Nie wiem czy to będzie miało jakiś wpływ. Dopiero mecze zweryfikują wszystko. Do każdego przygotowujemy się tak samo, a że w samym spotkaniu coś nie wychodzi... Nie wiem, każdy pracuje jak może, chce zagrać jak najlepiej, dajemy z siebie ile możemy – widocznie na tyle nas teraz stać. Ja jednak żadnego fatum nowego stadionu się nie dopatruję.

Bardzo dużo piłek traciliście w meczu z Polonią w drugiej linii i to w sytuacjach banalnie prostych. To właśnie po takich błędach Polonia stwarzała sobie okazje podbramkowe i gdyby była skuteczniejsza, to wynik mógłby być dziś jeszcze wyższy. Z czego to wynikało? Takich błędów zespołowi walczącemu o mistrzostwo po prostu nie wypada popełniać.
Ten mecz nie zapowiadał się tak, jak się skończył. Po stracie pierwszej bramki chcieliśmy szybko odrobić wynik. Może za bardzo chcemy i dlatego nawet przy prostych piłkach gramy niedokładnie. Nie wiem jak to inaczej wytłumaczyć. Chyba za bardzo momentami chcemy.

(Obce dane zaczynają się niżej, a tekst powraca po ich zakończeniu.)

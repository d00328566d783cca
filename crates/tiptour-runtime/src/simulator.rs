#![forbid(unsafe_code)]

//! Deterministic tour simulator for testing.
//!
//! [`TourSimulator`] runs a [`TourController`] against a
//! [`RecordingPresenter`], which measures text with
//! [`MonospaceMetrics`] and keeps a copy of every step it was asked to draw.
//! Events are captured in order so tests can assert on the full lifecycle.
//!
//! # Example
//!
//! ```
//! use tiptour_core::geometry::Rect;
//! use tiptour_layout::anchor::Side;
//! use tiptour_runtime::simulator::TourSimulator;
//! use tiptour_runtime::target::{StaticResolver, TooltipItem};
//!
//! let resolver = StaticResolver::new(Rect::from_size(375.0, 800.0))
//!     .with_target("search", Rect::new(100.0, 50.0, 40.0, 20.0));
//! let mut sim = TourSimulator::new(resolver);
//! sim.controller_mut()
//!     .append(TooltipItem::new("search", "Find anything", Side::Bottom));
//!
//! sim.start();
//! assert_eq!(sim.visible().map(|s| s.index), Some(0));
//! sim.press_next();
//! assert_eq!(sim.event_names(), ["started", "shown", "dismissed", "completed"]);
//! ```

use std::cell::RefCell;
use std::rc::Rc;
use std::time::Duration;

use tiptour_core::color::Rgba;
use tiptour_core::geometry::{Rect, Size};
use tiptour_layout::anchor::{AnchorGeometry, Side};
use tiptour_layout::metrics::MonospaceMetrics;

use crate::controller::{TourController, TourEvent, TourPhase};
use crate::presenter::{
    BUTTON_SPACING, BUTTON_WIDTH, ButtonState, Interaction, Presenter, StepPresentation,
};
use crate::target::GeometryResolver;

/// Owned copy of a [`StepPresentation`].
#[derive(Debug, Clone, PartialEq)]
pub struct RenderedStep {
    pub index: usize,
    pub count: usize,
    pub message: String,
    pub side: Side,
    pub container: Rect,
    pub target: Rect,
    pub geometry: AnchorGeometry,
    pub overlay_color: Rgba,
    pub buttons: ButtonState,
    pub next_label: Option<String>,
    pub previous_label: Option<String>,
    pub tap_to_advance: bool,
    pub fade_in: Duration,
}

impl RenderedStep {
    fn capture(step: &StepPresentation<'_>) -> Self {
        Self {
            index: step.index,
            count: step.count,
            message: step.message().to_owned(),
            side: step.side(),
            container: step.container,
            target: step.target,
            geometry: step.geometry,
            overlay_color: step.overlay_color,
            buttons: step.buttons,
            next_label: step.next_label.map(str::to_owned),
            previous_label: step.previous_label.map(str::to_owned),
            tap_to_advance: step.tap_to_advance,
            fade_in: step.fade_in,
        }
    }
}

/// Handle issued by [`RecordingPresenter::render`].
#[derive(Debug, Clone, Copy, PartialEq, Eq, Hash)]
pub struct RenderHandle(u64);

/// Record of a presenter call.
#[derive(Debug, Clone, Copy, PartialEq, Eq)]
pub enum PresenterRecord {
    /// Step `index` rendered under `handle`.
    Render { handle: RenderHandle, index: usize },
    /// `handle` torn down.
    Teardown { handle: RenderHandle },
}

/// Headless presenter that remembers what it drew.
#[derive(Debug, Default)]
pub struct RecordingPresenter {
    metrics: MonospaceMetrics,
    rendered: Vec<RenderedStep>,
    log: Vec<PresenterRecord>,
    visible: Option<(RenderHandle, usize)>,
    next_handle: u64,
}

impl RecordingPresenter {
    #[must_use]
    pub fn new() -> Self {
        Self::default()
    }

    /// Use custom text metrics.
    #[must_use]
    pub fn with_metrics(mut self, metrics: MonospaceMetrics) -> Self {
        self.metrics = metrics;
        self
    }

    /// Every step rendered so far, in order.
    pub fn rendered(&self) -> &[RenderedStep] {
        &self.rendered
    }

    /// The step currently on screen.
    pub fn visible(&self) -> Option<&RenderedStep> {
        self.visible.and_then(|(_, slot)| self.rendered.get(slot))
    }

    /// Render and teardown calls in order.
    pub fn log(&self) -> &[PresenterRecord] {
        &self.log
    }
}

impl Presenter for RecordingPresenter {
    type Handle = RenderHandle;

    fn measure(&self, message: &str, buttons: ButtonState, max_width: f64) -> Size {
        let text = self.metrics.measure(message, max_width, buttons.footer_height());
        let button_count = usize::from(buttons.show_previous) + usize::from(buttons.show_next);
        let row = if button_count == 0 {
            0.0
        } else {
            button_count as f64 * BUTTON_WIDTH
                + (button_count - 1) as f64 * BUTTON_SPACING
                + self.metrics.insets.horizontal_sum()
        };
        Size::new(text.width.max(row), text.height)
    }

    fn render(&mut self, step: &StepPresentation<'_>) -> RenderHandle {
        let handle = RenderHandle(self.next_handle);
        self.next_handle += 1;
        self.rendered.push(RenderedStep::capture(step));
        self.visible = Some((handle, self.rendered.len() - 1));
        self.log.push(PresenterRecord::Render {
            handle,
            index: step.index,
        });
        handle
    }

    fn teardown(&mut self, handle: RenderHandle) {
        if self.visible.is_some_and(|(h, _)| h == handle) {
            self.visible = None;
        }
        self.log.push(PresenterRecord::Teardown { handle });
    }
}

/// Drives a [`TourController`] headlessly and records its events.
pub struct TourSimulator<R: GeometryResolver> {
    tour: TourController<R, RecordingPresenter>,
    events: Rc<RefCell<Vec<TourEvent>>>,
}

impl<R: GeometryResolver> TourSimulator<R> {
    /// Simulator with default appearance and a fresh [`RecordingPresenter`].
    pub fn new(resolver: R) -> Self {
        Self::from_controller(TourController::new(resolver, RecordingPresenter::new()))
    }

    /// Wrap a configured controller.
    pub fn from_controller(mut tour: TourController<R, RecordingPresenter>) -> Self {
        let events = Rc::new(RefCell::new(Vec::new()));
        let sink = Rc::clone(&events);
        tour.subscribe(move |event| sink.borrow_mut().push(event.clone()));
        Self { tour, events }
    }

    pub fn start(&mut self) {
        self.tour.start();
    }

    /// Press Next (or Complete).
    pub fn press_next(&mut self) {
        self.tour.handle(Interaction::Next);
    }

    /// Press Previous.
    pub fn press_previous(&mut self) {
        self.tour.handle(Interaction::Previous);
    }

    /// Tap the overlay.
    pub fn tap(&mut self) {
        self.tour.handle(Interaction::OverlayTap);
    }

    pub fn dismiss(&mut self) {
        self.tour.dismiss_current();
    }

    /// Press Next until the tour finishes or `max_presses` is reached.
    /// Returns the number of presses.
    pub fn run_to_completion(&mut self, max_presses: usize) -> usize {
        let mut presses = 0;
        while presses < max_presses && matches!(self.tour.phase(), TourPhase::Showing(_)) {
            self.press_next();
            presses += 1;
        }
        presses
    }

    /// All events so far.
    pub fn events(&self) -> Vec<TourEvent> {
        self.events.borrow().clone()
    }

    /// Event names so far, e.g. `["started", "shown", ...]`.
    pub fn event_names(&self) -> Vec<&'static str> {
        self.events.borrow().iter().map(TourEvent::name).collect()
    }

    /// Indices of `Shown` events, in order.
    pub fn shown_indices(&self) -> Vec<usize> {
        self.events
            .borrow()
            .iter()
            .filter_map(|e| match e {
                TourEvent::Shown { index, .. } => Some(*index),
                _ => None,
            })
            .collect()
    }

    /// Drain recorded events.
    pub fn take_events(&mut self) -> Vec<TourEvent> {
        std::mem::take(&mut *self.events.borrow_mut())
    }

    pub fn is_completed(&self) -> bool {
        self.tour.phase() == TourPhase::Finished
    }

    pub fn visible(&self) -> Option<&RenderedStep> {
        self.tour.presenter().visible()
    }

    pub fn presenter(&self) -> &RecordingPresenter {
        self.tour.presenter()
    }

    pub fn controller(&self) -> &TourController<R, RecordingPresenter> {
        &self.tour
    }

    pub fn controller_mut(&mut self) -> &mut TourController<R, RecordingPresenter> {
        &mut self.tour
    }

    /// Unwrap the controller. Event recording stops being observable.
    pub fn into_controller(self) -> TourController<R, RecordingPresenter> {
        self.tour
    }
}
#![forbid(unsafe_code)]

//! The rendering boundary.
//!
//! The controller never draws. For each step it measures the message through
//! [`Presenter::measure`], computes placement, and hands a fully resolved
//! [`StepPresentation`] to [`Presenter::render`]. The returned handle is
//! owned by the controller and given back through [`Presenter::teardown`]
//! before anything else is presented, so at most one step is on screen.
//!
//! User input travels the other way: the host converts button presses and
//! overlay taps into [`Interaction`] values and forwards them to
//! [`TourController::handle`].
//!
//! [`TourController::handle`]: crate::controller::TourController::handle

use std::time::Duration;

use tiptour_core::color::Rgba;
use tiptour_core::geometry::{Rect, Size};
use tiptour_layout::anchor::{AnchorGeometry, Side};

use crate::appearance::{AppearanceConfig, ButtonLabels, ButtonMode};
use crate::target::TooltipItem;

/// Height of a navigation button.
pub const BUTTON_HEIGHT: f64 = 25.0;
/// Width of a navigation button.
pub const BUTTON_WIDTH: f64 = 70.0;
/// Space between the message and the button row, and below the row.
pub const BUTTON_SPACING: f64 = 8.0;

/// User input forwarded from the presenter.
#[derive(Debug, Clone, Copy, PartialEq, Eq, Hash)]
pub enum Interaction {
    /// Next or Complete button.
    Next,
    /// Previous button.
    Previous,
    /// Tap anywhere on the dimming overlay.
    OverlayTap,
}

/// Which buttons a step shows.
#[derive(Debug, Clone, Copy, PartialEq, Eq, Default)]
pub struct ButtonState {
    pub show_previous: bool,
    pub show_next: bool,
    /// The Next button reads "Complete" (last step).
    pub next_is_complete: bool,
}

impl ButtonState {
    /// Visibility for step `index` of `count` under `mode`.
    ///
    /// | mode | previous | next |
    /// |------|----------|------|
    /// | `None` | hidden | hidden |
    /// | `NextOnly` | hidden | shown |
    /// | `NextAndPrevious` | hidden on the first step | shown |
    #[must_use]
    pub fn for_step(mode: ButtonMode, index: usize, count: usize) -> Self {
        let is_first = index == 0;
        let is_last = index + 1 >= count;
        match mode {
            ButtonMode::None => Self::default(),
            ButtonMode::NextOnly => Self {
                show_previous: false,
                show_next: true,
                next_is_complete: is_last,
            },
            ButtonMode::NextAndPrevious => Self {
                show_previous: !is_first,
                show_next: true,
                next_is_complete: is_last,
            },
        }
    }

    /// `true` if any button is visible.
    #[inline]
    #[must_use]
    pub fn any_visible(&self) -> bool {
        self.show_previous || self.show_next
    }

    /// Height the button row adds below the message.
    #[must_use]
    pub fn footer_height(&self) -> f64 {
        if self.any_visible() {
            BUTTON_SPACING + BUTTON_HEIGHT
        } else {
            0.0
        }
    }

    /// Title for the Next button, `None` when hidden.
    #[must_use]
    pub fn next_label<'a>(&self, labels: &'a ButtonLabels) -> Option<&'a str> {
        if !self.show_next {
            return None;
        }
        Some(if self.next_is_complete {
            labels.complete.as_str()
        } else {
            labels.next.as_str()
        })
    }

    /// Title for the Previous button, `None` when hidden.
    #[must_use]
    pub fn previous_label<'a>(&self, labels: &'a ButtonLabels) -> Option<&'a str> {
        self.show_previous.then_some(labels.previous.as_str())
    }
}

/// Everything a presenter needs to draw one step.
#[derive(Debug, Clone)]
pub struct StepPresentation<'a> {
    /// Position in the sequence.
    pub index: usize,
    /// Sequence length.
    pub count: usize,
    pub item: &'a TooltipItem,
    /// Root container bounds.
    pub container: Rect,
    /// Resolved target bounds.
    pub target: Rect,
    pub geometry: AnchorGeometry,
    /// Overlay colour with opacity applied. Covers the container except the
    /// cutout, or all of it when `geometry.cutout` is `None`.
    pub overlay_color: Rgba,
    pub buttons: ButtonState,
    pub next_label: Option<&'a str>,
    pub previous_label: Option<&'a str>,
    /// Overlay taps should be reported as [`Interaction::OverlayTap`].
    pub tap_to_advance: bool,
    /// Fade-in the presenter should run. The controller does not wait for it.
    pub fade_in: Duration,
    pub appearance: &'a AppearanceConfig,
}

impl StepPresentation<'_> {
    #[inline]
    pub fn message(&self) -> &str {
        self.item.message()
    }

    #[inline]
    pub fn side(&self) -> Side {
        self.geometry.side
    }

    #[inline]
    pub fn is_first(&self) -> bool {
        self.index == 0
    }

    #[inline]
    pub fn is_last(&self) -> bool {
        self.index + 1 >= self.count
    }
}

/// Draws and removes tour steps.
pub trait Presenter {
    /// Token for whatever `render` created; returned to `teardown`.
    type Handle;

    /// Natural size of the bubble content for `message` when wrapped to
    /// `max_width`, including the button row described by `buttons`.
    fn measure(&self, message: &str, buttons: ButtonState, max_width: f64) -> Size;

    /// Present one step: overlay, cutout, bubble, arrow, message and buttons.
    fn render(&mut self, step: &StepPresentation<'_>) -> Self::Handle;

    /// Remove everything created by the `render` call that returned `handle`.
    fn teardown(&mut self, handle: Self::Handle);
}
#![forbid(unsafe_code)]

//! Fixed-advance text metrics for measuring bubble content.
//!
//! Real presenters measure with their own font engine. [`MonospaceMetrics`]
//! approximates that with a fixed advance per display column and a fixed
//! line height, which is enough for headless hosts, tests and terminal-like
//! surfaces. Widths follow Unicode display width, so CJK takes two columns
//! and combining marks take none.

use tiptour_core::geometry::{Sides, Size};
use unicode_segmentation::UnicodeSegmentation;
use unicode_width::UnicodeWidthStr;

/// Display width of `text` in terminal columns.
#[inline]
pub fn display_width(text: &str) -> usize {
    if text.is_ascii() && text.bytes().all(|b| (0x20..=0x7E).contains(&b)) {
        return text.len();
    }
    text.graphemes(true).map(grapheme_width).sum()
}

#[inline]
fn grapheme_width(grapheme: &str) -> usize {
    UnicodeWidthStr::width(grapheme)
}

/// Word-wrap `text` to at most `max_columns` display columns per line.
///
/// Paragraph breaks (`\n`) are kept, runs of whitespace collapse to a single
/// space, and a word wider than a full line is split at grapheme boundaries.
/// Returns no lines when `max_columns` is zero.
pub fn wrap_text(text: &str, max_columns: usize) -> Vec<String> {
    if max_columns == 0 {
        return Vec::new();
    }

    let mut lines = Vec::new();
    for paragraph in text.lines() {
        if paragraph.trim().is_empty() {
            if paragraph.is_empty() {
                lines.push(String::new());
            }
            continue;
        }

        let mut current = String::new();
        let mut current_width = 0usize;

        for word in paragraph.split_whitespace() {
            let word_width = display_width(word);

            if current_width > 0 && current_width + 1 + word_width <= max_columns {
                current.push(' ');
                current.push_str(word);
                current_width += 1 + word_width;
                continue;
            }

            if current_width > 0 {
                lines.push(std::mem::take(&mut current));
                current_width = 0;
            }

            if word_width <= max_columns {
                current.push_str(word);
                current_width = word_width;
                continue;
            }

            // Hard-break an overlong word.
            for grapheme in word.graphemes(true) {
                let w = grapheme_width(grapheme);
                if current_width + w > max_columns && current_width > 0 {
                    lines.push(std::mem::take(&mut current));
                    current_width = 0;
                }
                current.push_str(grapheme);
                current_width += w;
            }
        }

        if !current.is_empty() {
            lines.push(current);
        }
    }

    lines
}

/// Fixed-advance text measurement.
#[derive(Debug, Clone, PartialEq)]
pub struct MonospaceMetrics {
    /// Horizontal advance of one display column.
    pub column_width: f64,
    /// Height of one wrapped line.
    pub line_height: f64,
    /// Space between the bubble edge and the text.
    pub insets: Sides,
}

impl Default for MonospaceMetrics {
    fn default() -> Self {
        Self {
            column_width: 8.0,
            line_height: 18.0,
            insets: Sides::all(12.0),
        }
    }
}

impl MonospaceMetrics {
    /// Create metrics with the given column advance and line height.
    #[must_use]
    pub fn new(column_width: f64, line_height: f64) -> Self {
        Self {
            column_width,
            line_height,
            ..Self::default()
        }
    }

    /// Set the text insets.
    #[must_use]
    pub fn insets(mut self, insets: impl Into<Sides>) -> Self {
        self.insets = insets.into();
        self
    }

    /// Number of columns that fit in `max_width` once insets are removed.
    #[must_use]
    pub fn columns_for(&self, max_width: f64) -> usize {
        if self.column_width.is_nan() || self.column_width <= 0.0 {
            return 0;
        }
        let available = max_width - self.insets.horizontal_sum();
        if available.is_nan() || available <= 0.0 {
            return 0;
        }
        (available / self.column_width).floor().min(usize::MAX as f64) as usize
    }

    /// Wrap `text` for a bubble no wider than `max_width`.
    #[must_use]
    pub fn wrap(&self, text: &str, max_width: f64) -> Vec<String> {
        wrap_text(text, self.columns_for(max_width))
    }

    /// Content size of `text` wrapped to `max_width`, insets included.
    ///
    /// `footer` is extra height below the text, e.g. a button row.
    #[must_use]
    pub fn measure(&self, text: &str, max_width: f64, footer: f64) -> Size {
        let lines = self.wrap(text, max_width);
        let columns = lines.iter().map(|l| display_width(l)).max().unwrap_or(0);
        let width = columns as f64 * self.column_width + self.insets.horizontal_sum();
        let height = lines.len() as f64 * self.line_height
            + self.insets.vertical_sum()
            + footer.max(0.0);

        tiptour_core::trace!(
            lines = lines.len(),
            columns,
            width,
            height,
            "measured bubble content"
        );
        Size::new(width, height)
    }
}
impl<R: GeometryResolver, P: Presenter> fmt::Debug for TourController<R, P> {
    fn fmt(&self, f: &mut fmt::Formatter<'_>) -> fmt::Result {
        f.debug_struct("TourController")
            .field("steps", &self.items.len())
            .field("current_index", &self.current_index)
            .field("active", &self.active)
            .field("phase", &self.phase)
            .field("presenting", &self.presented.as_ref().map(|p| p.index))
            .field("key", &self.key)
            .field("store", &self.store.as_ref().map(|s| s.name()))
            .field("listeners", &self.listeners.len())
            .finish()
    }
}

fn finite(rect: Rect, what: &str) -> Result<Rect, ResolveError> {
    if rect.is_finite() {
        Ok(rect)
    } else {
        Err(ResolveError::Unresolvable(format!("{what} bounds are not finite")))
    }
}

Kiedy wydawało się, że przejmujecie inicjatywę i zaczynacie dłużej operować piłką, traciliście bramkę – tak było w przypadku drugiego trafienia, a kiedy zaczynaliście się odkuwać dostaliście trzeciego gola.
Tak jak powiedziałem – widocznie za bardzo chcemy, za bardzo idziemy do przodu, gubimy piłki i dostajemy kontry. Zawsze gdy chcesz odrobić wynik musisz liczyć się z tym, że rywale będą kontrować. Dzisiaj Polonia wykorzystywała właściwie wszystko co miała - każda ich akcja była niebezpieczna. Myślę, że za bardzo szliśmy do przodu chcąc odrobić straty.

Jak z boiska postrzegaliście to, co działo się w pierwszej połowie na trybunach?
To na pewno nie było dobre, ale my musieliśmy się skupić na swojej robocie. To, że sędzia przerywa mecz, bo musi – cóż. Nie mamy na to wpływu. Musieliśmy się koncentrować na grze i zdobywaniu punktów, bo nie jest z tym u nas za dobrze.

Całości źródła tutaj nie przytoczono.